Example 8 Localization of Signal Source in Image

There are two ways to localize the signal to the correct bead given the image of the signal dispersed by diffusion of pyrophosphate. The first method, binary thresholding, exploits the fact that the highest concentration of signal is at the bead surface (because as the pyrophosphate and ATP diffuse, their concentration decreases). In this method, a threshold is chosen above the overall noise level in a part of the image. All pixels above the threshold are considered “on” and the others are “off”. The resulting mask can be applied to a brightfield image of the beads to localize the signal to the beads. This method can cause false negatives if the signal is too disperse; and false positives around beads that contain homopolymer sequence matching the nucleotide currently entering the system. Taking multiple pictures in succession and integrating them to find an image that does not have too much dispersion can alleviate the former problem. The latter problem can be addressed by using 3′-prime capped oligos.

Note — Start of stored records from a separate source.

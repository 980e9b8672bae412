// Parsing and formatting helpers for cell values.
//
// Everything that touches the textual representation of dates, money and
// numbers lives here so the stage modules can work with typed values.
use chrono::{NaiveDate, NaiveDateTime};
use num_format::{Locale, ToFormattedString};
use once_cell::sync::Lazy;

/// Month-first date layouts, tried in order.
const MONTH_FIRST_FORMATS: &[&str] = &[
    "%m/%d/%y",
    "%m/%d/%Y",
    "%Y-%m-%d",
    "%Y/%m/%d",
    "%m-%d-%y",
    "%m-%d-%Y",
    "%b %d, %Y",
    "%B %d, %Y",
    "%d %b %Y",
];

/// Fallbacks for values whose first component cannot be a month.
const DAY_FIRST_FORMATS: &[&str] = &["%d/%m/%y", "%d/%m/%Y", "%d-%m-%y", "%d-%m-%Y"];

const TIME_SUFFIXES: &[&str] = &[" %H:%M", " %H:%M:%S", "T%H:%M:%S"];

// Every month-first layout combined with every accepted time suffix.
static DATETIME_FORMATS: Lazy<Vec<String>> = Lazy::new(|| {
    MONTH_FIRST_FORMATS
        .iter()
        .flat_map(|d| TIME_SUFFIXES.iter().map(move |t| format!("{d}{t}")))
        .collect()
});

/// Parse a calendar date from any of the supported layouts.
///
/// Month-first readings always win; day-first layouts are only consulted
/// when no month-first layout matches, so `13/05/24` is 13 May while
/// `03/05/24` is 5 March.
pub fn parse_date(s: &str) -> Option<NaiveDate> {
    let s = s.trim();
    if s.is_empty() {
        return None;
    }
    let year_first = starts_with_year(s);
    let usable = |fmt: &str| year_first || !fmt.starts_with("%Y");
    for fmt in MONTH_FIRST_FORMATS.iter().copied().filter(|f| usable(f)) {
        if let Ok(d) = NaiveDate::parse_from_str(s, fmt) {
            return Some(d);
        }
    }
    for fmt in DATETIME_FORMATS.iter().filter(|f| usable(f)) {
        if let Ok(dt) = NaiveDateTime::parse_from_str(s, fmt) {
            return Some(dt.date());
        }
    }
    DAY_FIRST_FORMATS
        .iter()
        .find_map(|fmt| NaiveDate::parse_from_str(s, fmt).ok())
}

// `%Y` accepts any digit count, so year-first layouts are only tried when
// the value actually opens with a four-digit year.
fn starts_with_year(s: &str) -> bool {
    let digits = s.chars().take_while(|c| c.is_ascii_digit()).count();
    digits == 4
}

pub fn format_date(d: NaiveDate, fmt: &str) -> String {
    d.format(fmt).to_string()
}

/// Parse a money cell such as `$1,234.50`, `-$5`, or a bare `12.5`.
pub fn parse_currency(s: &str) -> Option<f64> {
    let s = s.trim();
    let (neg, rest) = match s.strip_prefix('-') {
        Some(r) => (true, r),
        None => (false, s),
    };
    let rest = rest.strip_prefix('$').unwrap_or(rest);
    let v = parse_numeric(rest)?;
    Some(if neg { -v } else { v })
}

/// Parse a plain number, tolerating thousands separators.
///
/// Values containing letters (`nan`, `inf`, `12abc`) are rejected even
/// though `f64::from_str` would accept some of them.
pub fn parse_numeric(s: &str) -> Option<f64> {
    let s = s.trim();
    if s.is_empty() {
        return None;
    }
    if s.chars().any(|c| c.is_ascii_alphabetic()) {
        return None;
    }
    s.replace(',', "").parse::<f64>().ok()
}

/// Round to `decimals` places, ties to even.
///
/// Rounds the exact binary value: `2.675` is stored just below the tie and
/// becomes `2.67`, while `0.005` is stored just above it and becomes `0.01`.
/// Scaling by a power of ten first would round twice.
pub fn round_half_even(n: f64, decimals: u32) -> f64 {
    format!("{:.*}", decimals as usize, n).parse().unwrap_or(n)
}

/// Render a float the way the upstream tabular exports do: whole values keep
/// a trailing `.0`, everything else uses the shortest round-trip form.
pub fn format_float(n: f64) -> String {
    if n.is_finite() && n.fract() == 0.0 {
        format!("{:.1}", n)
    } else {
        format!("{}", n)
    }
}

/// Render a fee: whole amounts print as integers (`126`), fractional ones
/// fall back to `format_float`.
pub fn format_fee(n: f64) -> String {
    if n.is_finite() && n.fract() == 0.0 {
        format!("{:.0}", n)
    } else {
        format_float(n)
    }
}

pub fn format_int<T>(n: T) -> String
where
    T: ToFormattedString,
{
    // Counts in console messages, e.g. `9,855 rows`.
    n.to_formatted_string(&Locale::en)
}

A second method is to use image deconvolution. Essentially, the observed image is the convolution of the actual point source image (i.e. the true image that is desired) and a point source function that blurs the image. This is equivalent to pixel by pixel multiplication of the point source function and the image in the Fourier domain. Thus deconvolution is the process of dividing the captured image by the point source function in the Fourier domain and subsequently taking the inverse Fourier transform. The point source function can be calculated by imaging a single bead at different time points. With a known “correct” image, the point source function can be derived from the captured image. Deconvolution in the absence of noise provides a perfect recreation of the original image. However, there is noise inherent in the imaging system (mostly due to the camera A/D conversion). As a result, only the spatial frequencies of the desired image whose values exceed the noise floor of the imaging system can be recovered. The amount of information recovered is a function of the signal to noise ratio. The system has been engineered such that the signal to noise ratio of the majority of the imaged data is above 2.

Example 9 Optics

A large area CCD or CMOS sensor can be used to capture the light signal by integrating photons over the course of the reaction. There can be multiple flow cells used, but only one flow cell will be imaged at a time. The optics magnification can be such that each bead will be represented by 2.5 pixels (to satisfy the Nyquist limit of 2+ε pixels/bead) and with an NA of >0.15 or f#<1/(2*NA)=3.3 to satisfy Albe's equation for image resolvability (d=4.5 um<1.22*0.560 um/NA===>NA>0.15). In one example, a 5.71 μmpixel, 10.1 megapixel Canon camera is used with a 3.2× magnification lens (3.2 mag*4.5 μm bead=14.4 cm image=2.5 pixels/bead). The lens in this example is implemented as a 1-5× prime macro lens on an SLR camera.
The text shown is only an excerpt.